● WORK TO COMPLETE
Where "machine" occurs in a line of the entries below, copy that line.

Extracted data entries:

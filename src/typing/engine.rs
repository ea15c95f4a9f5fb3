//! Typing engine.
//!
//! A [`TypingEngine`] owns one [`TypingState`] and one display target. Once
//! started it runs as a single tokio task that ticks, renders, then sleeps
//! for the delay the tick returned. Only that task touches the state, and
//! it never has more than one tick pending. The returned [`EngineHandle`]
//! cancels the loop.

use std::sync::Arc;
use std::time::Duration;

use chrono::Utc;
use serde::Serialize;
use tokio::task::JoinHandle;
use tokio_util::sync::CancellationToken;
use tracing::{debug, info, trace, warn};

use super::phrases::PhraseList;
use super::state::{Milestone, Tick, TypingState};
use super::timing::Timing;
use crate::display::DisplayTarget;
use crate::error::RenderError;
use crate::observability::metrics;
use crate::observability::{Event, EventEmitter};

/// Why an engine stopped.
#[derive(Debug, Clone, PartialEq, Eq, Serialize)]
#[serde(tag = "kind", content = "detail", rename_all = "snake_case")]
pub enum StopReason {
    /// Its handle (or the owning run) cancelled it.
    Cancelled,
    /// The display target failed; the engine stopped rendering.
    RenderFailed(String),
    /// The engine task panicked or was aborted.
    Aborted(String),
}

impl std::fmt::Display for StopReason {
    fn fmt(&self, f: &mut std::fmt::Formatter<'_>) -> std::fmt::Result {
        match self {
            Self::Cancelled => f.write_str("cancelled"),
            Self::RenderFailed(msg) => write!(f, "render failed: {msg}"),
            Self::Aborted(msg) => write!(f, "aborted: {msg}"),
        }
    }
}

/// Summary returned when an engine stops.
#[derive(Debug, Clone, PartialEq, Eq, Serialize)]
pub struct EngineReport {
    /// Display target name.
    pub display: String,
    /// Ticks performed.
    pub ticks: u64,
    /// Phrases fully typed and deleted.
    pub cycles: u64,
    /// Why the engine stopped.
    pub stop_reason: StopReason,
}

/// Typing effect bound to one display target.
pub struct TypingEngine<D> {
    display: D,
    phrases: PhraseList,
    timing: Timing,
    state: TypingState,
    cycles: u64,
    events: Option<Arc<EventEmitter>>,
}

impl<D: DisplayTarget> std::fmt::Debug for TypingEngine<D> {
    fn fmt(&self, f: &mut std::fmt::Formatter<'_>) -> std::fmt::Result {
        f.debug_struct("TypingEngine")
            .field("display", &self.display.name())
            .field("phrases", &self.phrases.len())
            .field("state", &self.state)
            .finish_non_exhaustive()
    }
}

impl<D: DisplayTarget + 'static> TypingEngine<D> {
    /// Binds an engine to a display target.
    ///
    /// Returns `None` without raising an error when either the display
    /// target or the phrase list is missing; such an engine never starts.
    #[must_use]
    pub fn attach(display: Option<D>, phrases: Option<PhraseList>, timing: Timing) -> Option<Self> {
        let Some(display) = display else {
            debug!("no display target; typing engine not started");
            return None;
        };
        let Some(phrases) = phrases else {
            let display_name = display.name();
            debug!(display = display_name, "no phrases; typing engine not started");
            return None;
        };
        Some(Self::new(display, phrases, timing))
    }

    /// Creates an engine in the initial typing state.
    #[must_use]
    pub fn new(display: D, phrases: PhraseList, timing: Timing) -> Self {
        Self {
            display,
            phrases,
            timing,
            state: TypingState::new(),
            cycles: 0,
            events: None,
        }
    }

    /// Emits lifecycle and milestone events to `emitter`.
    #[must_use]
    pub fn with_events(mut self, emitter: Arc<EventEmitter>) -> Self {
        self.events = Some(emitter);
        self
    }

    /// Current state machine.
    #[must_use]
    pub const fn state(&self) -> &TypingState {
        &self.state
    }

    /// Display target name.
    #[must_use]
    pub fn display_name(&self) -> &str {
        self.display.name()
    }

    /// Performs one tick: advances the state machine and renders its text.
    ///
    /// Returns the tick so the caller can wait `tick.delay` before the next
    /// one.
    ///
    /// # Errors
    ///
    /// Returns the display target's error if rendering fails. The state has
    /// already advanced when that happens.
    pub async fn tick(&mut self) -> Result<Tick, RenderError> {
        let tick = self.state.tick(&self.phrases, &self.timing);
        trace!(
            display = self.display.name(),
            text = %tick.text,
            stage = %tick.stage,
            delay_ms = tick.delay.as_millis(),
            "tick"
        );

        if let Err(e) = self.display.render(&tick.text).await {
            metrics::record_render_error(self.display.name());
            return Err(e);
        }
        metrics::record_tick(self.display.name());

        if let Some(milestone) = tick.milestone {
            self.on_milestone(milestone);
        }
        Ok(tick)
    }

    fn on_milestone(&mut self, milestone: Milestone) {
        match milestone {
            Milestone::PhraseCompleted { phrase_index } => {
                debug!(display = self.display.name(), phrase_index, "phrase typed");
                self.emit(Event::PhraseCompleted {
                    timestamp: Utc::now(),
                    display: self.display.name().to_owned(),
                    phrase_index,
                    phrase: self.phrases.get(phrase_index).to_owned(),
                });
            }
            Milestone::PhraseAdvanced { from, to } => {
                self.cycles += 1;
                metrics::record_cycle(self.display.name());
                debug!(display = self.display.name(), from, to, "phrase advanced");
                self.emit(Event::PhraseAdvanced {
                    timestamp: Utc::now(),
                    display: self.display.name().to_owned(),
                    from,
                    to,
                });
            }
        }
    }

    fn emit(&self, event: Event) {
        if let Some(events) = &self.events {
            events.emit(event);
        }
    }

    /// Runs the tick loop in the current task until `cancel` fires or the
    /// display fails.
    pub async fn run(mut self, cancel: CancellationToken) -> EngineReport {
        info!(
            display = self.display.name(),
            phrases = self.phrases.len(),
            "typing engine started"
        );
        self.emit(Event::EngineStarted {
            timestamp: Utc::now(),
            display: self.display.name().to_owned(),
            phrase_count: self.phrases.len(),
        });
        metrics::engine_started();

        let stop_reason = loop {
            if cancel.is_cancelled() {
                break StopReason::Cancelled;
            }

            let delay = match self.tick().await {
                Ok(tick) => tick.delay,
                Err(e) => {
                    warn!(display = self.display.name(), error = %e, "display failed; stopping engine");
                    break StopReason::RenderFailed(e.to_string());
                }
            };

            tokio::select! {
                () = cancel.cancelled() => break StopReason::Cancelled,
                () = sleep_or_yield(delay) => {}
            }
        };

        if stop_reason == StopReason::Cancelled {
            if let Err(e) = self.display.finish().await {
                debug!(display = self.display.name(), error = %e, "display finish failed");
            }
        }
        metrics::engine_stopped();

        let report = EngineReport {
            display: self.display.name().to_owned(),
            ticks: self.state.ticks(),
            cycles: self.cycles,
            stop_reason,
        };
        info!(
            display = %report.display,
            ticks = report.ticks,
            cycles = report.cycles,
            reason = %report.stop_reason,
            "typing engine stopped"
        );
        self.emit(Event::EngineStopped {
            timestamp: Utc::now(),
            display: report.display.clone(),
            ticks: report.ticks,
            cycles: report.cycles,
            reason: report.stop_reason.to_string(),
        });
        report
    }

    /// Spawns the tick loop and returns a handle to stop it.
    ///
    /// Must be called from within a tokio runtime.
    #[must_use]
    pub fn start(self) -> EngineHandle {
        let cancel = CancellationToken::new();
        let display = self.display.name().to_owned();
        let join = tokio::spawn(self.run(cancel.clone()));
        EngineHandle {
            display,
            cancel,
            join,
        }
    }
}

/// Zero delays still yield so a misconfigured engine cannot starve the
/// runtime.
async fn sleep_or_yield(delay: Duration) {
    if delay.is_zero() {
        tokio::task::yield_now().await;
    } else {
        tokio::time::sleep(delay).await;
    }
}

/// Handle to a running engine.
///
/// Dropping the handle does not stop the engine; call [`stop`](Self::stop).
#[derive(Debug)]
pub struct EngineHandle {
    display: String,
    cancel: CancellationToken,
    join: JoinHandle<EngineReport>,
}

impl EngineHandle {
    /// Display target name of the engine.
    #[must_use]
    pub fn display(&self) -> &str {
        &self.display
    }

    /// Requests the engine to stop. No further text is rendered once the
    /// engine observes the request.
    pub fn stop(&self) {
        self.cancel.cancel();
    }

    /// Token that stops the engine when cancelled.
    #[must_use]
    pub fn cancel_token(&self) -> CancellationToken {
        self.cancel.clone()
    }

    /// Whether the engine task has ended.
    #[must_use]
    pub fn is_finished(&self) -> bool {
        self.join.is_finished()
    }

    /// Waits for the engine to end and returns its report.
    pub async fn join(self) -> EngineReport {
        match self.join.await {
            Ok(report) => report,
            Err(e) => {
                warn!(display = %self.display, error = %e, "typing engine task ended abnormally");
                EngineReport {
                    display: self.display,
                    ticks: 0,
                    cycles: 0,
                    stop_reason: StopReason::Aborted(e.to_string()),
                }
            }
        }
    }

    /// Stops the engine and waits for its report.
    pub async fn shutdown(self) -> EngineReport {
        self.stop();
        self.join().await
    }
}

● RESULT OF THIS TASK
    /// Current state machine.
    /// Performs one tick: advances the state machine and renders its text.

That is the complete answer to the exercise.